LA MORTE DA DIVERSI PUNTI DI VISTA

DEFINIZIONE



La morte è la cessazione delle funzioni biologiche che definiscono gli organismi viventi. Si riferisce sia a un evento specifico, sia a una condizione permanente e irreversibile. Con la morte, termina l'esistenza di un vivente o più ampiamente di un sistema funzionalmente organizzato. 

(WIKIPEDIA)


Io oggi vorrei approfondire tutto ciò sia da un punto di vista delle emozioni che entrano in gioco quando si affronta la morte ma anche dai vari punti di vista in cui può essere vista la morte.

LA MORTE NELLA MIA INFANZIA

La prima morte che ricordo di aver vissuto fu quella di un mio zio, non ricordo quanti anni avessi sinceramente, ricordo solo che mi portarono a visitare il suo corpo prima che fosse chiuso nella bara, in quella occasione non provai emozioni, l unica cosa che mi rimase impressa fu la STATICITÀ della morte ma forse ero troppo piccola per focalizzare altro.


A dodici anni ho subito la morte di mia madre e anche qui devo dire che non l ho vissuta in termini negativi anzi...


Nell articolo in cui parlo di me racconto a larghe linee quello che ho provato e potete trovarlo Qui ma oggi vorrei andare più a fondo.


La morte di mia madre non è stata una morte improvvisa ma è stata preceduta da una malattia durata mesi in cui mia madre aveva completamente perso la sua identità, sotto tutti i punti di vista. 


Da una parte lei non ricordava più niente della sua vita precedente la malattia, non ricordava le persone e quindi non riconosceva me ne nessuno dei suoi cari, dall'altra anche da un punto di vista fisico la mamma che io conoscevo non c era più, la mamma sorridente dai lunghi capelli non c era più.


Quando io la vidi era una donna con capelli rasati, con tracheostomia, sondino, catetere, flebo, immobile in un letto quindi seppure di fatto mia mamma era viva in quel letto, dal mio punto di vista di ragazzina di dodici anni la mia mamma era morta la sera in cui si era ammalata, l'ultima sera che io la vidi che stava bene. 

Quando poi si spense definitivamente quindi secondo la terminologia di Wikipedia di fatto fu solo una riconferma di quello che io sapevo già.


La morte reale di mia mamma fu solo una sorta di liberazione perché quella che io vedevo in quel letto di ospedale non era la mia mamma e io non ero certa di volere che ritornasse a casa in quelle condizioni.

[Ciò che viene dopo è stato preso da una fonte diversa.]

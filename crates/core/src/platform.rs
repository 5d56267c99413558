//! Platform speech capabilities.
//!
//! Speech input and speech output are owned by the platform. The controllers
//! only ever talk to them through these traits, and the platform reports back
//! by delivering the event enums below to the owning controller.

#[cfg(test)]
use mockall::automock;
use std::fmt;

/// A failure reported by a platform call.
#[derive(Debug, Clone, PartialEq, Eq, thiserror::Error)]
pub enum PlatformError {
    #[error("speech resource is busy")]
    Busy,
    #[error("speech resource is unavailable: {0}")]
    Unavailable(String),
    #[error("speech resource failed: {0}")]
    Failed(String),
}

// --- Speech input ---

/// The kinds of failure a recognizer can report.
#[derive(Debug, Clone, Copy, PartialEq, Eq)]
pub enum RecognitionErrorKind {
    NotAllowed,
    NoSpeech,
    AudioCapture,
    Network,
    Aborted,
    Other,
}

impl fmt::Display for RecognitionErrorKind {
    fn fmt(&self, f: &mut fmt::Formatter<'_>) -> fmt::Result {
        let s = match self {
            Self::NotAllowed => "not-allowed",
            Self::NoSpeech => "no-speech",
            Self::AudioCapture => "audio-capture",
            Self::Network => "network",
            Self::Aborted => "aborted",
            Self::Other => "other",
        };
        f.write_str(s)
    }
}

/// One segment of recognized speech.
#[derive(Debug, Clone, PartialEq, Eq)]
pub struct RecognitionFragment {
    pub transcript: String,
    pub is_final: bool,
}

impl RecognitionFragment {
    pub fn interim(transcript: &str) -> Self {
        Self {
            transcript: transcript.to_string(),
            is_final: false,
        }
    }

    pub fn final_text(transcript: &str) -> Self {
        Self {
            transcript: transcript.to_string(),
            is_final: true,
        }
    }
}

/// Callbacks from a speech recognizer, in the order the platform emits them.
#[derive(Debug, Clone, PartialEq)]
pub enum RecognitionEvent {
    Started,
    Result(Vec<RecognitionFragment>),
    Error(RecognitionErrorKind),
    Ended,
}

/// A speech-to-text resource. Start and stop are requests; the outcome arrives
/// later as a `RecognitionEvent`.
#[cfg_attr(test, automock)]
pub trait SpeechRecognizer {
    fn start(&mut self) -> Result<(), PlatformError>;

    fn stop(&mut self) -> Result<(), PlatformError>;

    /// Ends capture immediately, discarding anything not yet delivered.
    fn abort(&mut self);
}

// --- Speech output ---

/// A synthesis voice as reported by the platform.
#[derive(Debug, Clone, PartialEq, Eq)]
pub struct Voice {
    pub id: String,
    pub name: String,
    pub lang: String,
}

impl Voice {
    pub fn new(id: &str, name: &str, lang: &str) -> Self {
        Self {
            id: id.to_string(),
            name: name.to_string(),
            lang: lang.to_string(),
        }
    }

    /// True for `en`, `en-*` and `en_*` language tags.
    pub fn is_english(&self) -> bool {
        let lang = self.lang.to_ascii_lowercase();
        lang == "en" || lang.starts_with("en-") || lang.starts_with("en_")
    }
}

#[derive(Debug, Clone, Copy, PartialEq, Eq, Hash, PartialOrd, Ord)]
pub struct UtteranceId(pub u64);

impl fmt::Display for UtteranceId {
    fn fmt(&self, f: &mut fmt::Formatter<'_>) -> fmt::Result {
        write!(f, "#{}", self.0)
    }
}

/// A single request to speak text.
#[derive(Debug, Clone, PartialEq)]
pub struct Utterance {
    pub id: UtteranceId,
    pub text: String,
    /// `None` means the platform default voice.
    pub voice: Option<Voice>,
    pub rate: f32,
}

#[derive(Debug, Clone, Copy, PartialEq, Eq)]
pub enum SynthesisErrorKind {
    Canceled,
    Interrupted,
    AudioBusy,
    VoiceUnavailable,
    SynthesisFailed,
    Other,
}

impl fmt::Display for SynthesisErrorKind {
    fn fmt(&self, f: &mut fmt::Formatter<'_>) -> fmt::Result {
        let s = match self {
            Self::Canceled => "canceled",
            Self::Interrupted => "interrupted",
            Self::AudioBusy => "audio-busy",
            Self::VoiceUnavailable => "voice-unavailable",
            Self::SynthesisFailed => "synthesis-failed",
            Self::Other => "other",
        };
        f.write_str(s)
    }
}

/// Callbacks from a speech synthesizer.
#[derive(Debug, Clone, PartialEq)]
pub enum SynthesisEvent {
    Started(UtteranceId),
    Ended(UtteranceId),
    Error(UtteranceId, SynthesisErrorKind),
    VoicesChanged,
}

/// A text-to-speech resource.
#[cfg_attr(test, automock)]
pub trait SpeechSynthesizer {
    /// The full, unfiltered voice list. May be empty until the platform has loaded it.
    fn voices(&self) -> Vec<Voice>;

    fn speak(&mut self, utterance: Utterance) -> Result<(), PlatformError>;

    /// Cancels whatever is speaking or queued.
    fn cancel(&mut self);

    /// Start delivering `SynthesisEvent::VoicesChanged`.
    fn watch_voices(&mut self);

    /// Stop delivering `SynthesisEvent::VoicesChanged`.
    fn unwatch_voices(&mut self);
}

A livello emozionale mi ritrovai in una sorta di apatia, quando mio padre comunicò che mamma se ne era andata, il mio pianto disperato e la mia fuga furono collegati non tanto alla notizia della morte ma quanto alle urla disperate di mia zia e mia nonna, come se quelle urla mi avessero risvegliato da una sorta di torpore e come se il mio pianto mi volesse dire che ero una figlia cattiva perché gli altri provavano dolore ed io no.


Solo anni dopo lo psicologo mi spiegò che il dolore della morte di solito viene percepito a piccole dosi diluite nel tempo perché se solo lo sentissimo tutto insieme moriremmo noi stessi, specialmente il dolore di un bambino per la morte di un genitore quindi è una sorta di autoprotezione che abbiamo. 


In effetti il dolore x la mancanza di mia madre iniziai a percepirla l anno successivo e ancora nelle date importanti della mia vita, potrei quasi dire che la mancanza, il dolore lo sento più oggi che allora seppure oggi ormai me ne sono fatta una ragione ed ecco che ritornano le parole dello psicologo, perché il dolore inizio a sentirlo oggi dopo 36 anni dalla sua morte, anni in cui ho avuto la possibilità di elaborare e quindi per quanto possa far male comunque non uccide.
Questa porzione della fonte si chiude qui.